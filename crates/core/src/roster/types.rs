use serde::{Deserialize, Serialize};

/// A student enrolled in the school.
#[derive(Debug, Clone, PartialEq, Eq, Serialize, Deserialize)]
#[serde(rename_all = "camelCase")]
pub struct Student {
    pub id: i64,
    pub name: String,
    pub age: i32,
    /// The group this student belongs to, if any.
    #[serde(default)]
    pub group_id: Option<i64>,
}

impl Student {
    /// Creates a student without a group.
    pub fn new(id: i64, name: impl Into<String>, age: i32) -> Self {
        Self {
            id,
            name: name.into(),
            age,
            group_id: None,
        }
    }

    /// Places the student in a group.
    pub fn with_group(mut self, group_id: i64) -> Self {
        self.group_id = Some(group_id);
        self
    }
}

/// A named group of students. Names are unique.
#[derive(Debug, Clone, PartialEq, Eq, Serialize, Deserialize)]
pub struct Group {
    pub id: i64,
    pub name: String,
}

impl Group {
    pub fn new(id: i64, name: impl Into<String>) -> Self {
        Self {
            id,
            name: name.into(),
        }
    }
}

/// A subject students can be enrolled in. Names are unique.
#[derive(Debug, Clone, PartialEq, Eq, Serialize, Deserialize)]
pub struct Subject {
    pub id: i64,
    pub name: String,
}

impl Subject {
    pub fn new(id: i64, name: impl Into<String>) -> Self {
        Self {
            id,
            name: name.into(),
        }
    }
}

/// A mark given to a student for a subject they are enrolled in.
#[derive(Debug, Clone, PartialEq, Eq, Serialize, Deserialize)]
#[serde(rename_all = "camelCase")]
pub struct Mark {
    pub id: i64,
    pub value: i32,
    pub student_id: i64,
    pub subject_id: i64,
}

/// A student together with every subject they are enrolled in.
#[derive(Debug, Clone, PartialEq, Eq, Serialize, Deserialize)]
pub struct StudentWithSubjects {
    #[serde(flatten)]
    pub student: Student,
    pub subjects: Vec<Subject>,
}

/// A subject together with every student enrolled in it.
#[derive(Debug, Clone, PartialEq, Eq, Serialize, Deserialize)]
pub struct SubjectWithStudents {
    #[serde(flatten)]
    pub subject: Subject,
    pub students: Vec<Student>,
}

#[cfg(test)]
mod tests {
    use super::*;

    #[test]
    fn test_student_serializes_camel_case() {
        let student = Student::new(1, "Ada", 20).with_group(3);
        let json = serde_json::to_value(&student).unwrap();

        assert_eq!(json["groupId"], 3);
        assert_eq!(json["name"], "Ada");
    }

    #[test]
    fn test_student_without_group_deserializes() {
        let student: Student = serde_json::from_str(r#"{"id":2,"name":"Bo","age":19}"#).unwrap();
        assert_eq!(student.group_id, None);
    }

    #[test]
    fn test_student_with_subjects_is_flattened() {
        let view = StudentWithSubjects {
            student: Student::new(1, "Ada", 20),
            subjects: vec![Subject::new(7, "Math")],
        };
        let json = serde_json::to_value(&view).unwrap();

        assert_eq!(json["id"], 1);
        assert_eq!(json["subjects"][0]["name"], "Math");
    }
}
=-=-=-=-=
§ TASK INSTRUCTIONS:
Report every line of the data above that contains the string "Names" by copying it in full.

§ RESPONSE:
/// A named group of students. Names are unique.
/// A subject students can be enrolled in. Names are unique.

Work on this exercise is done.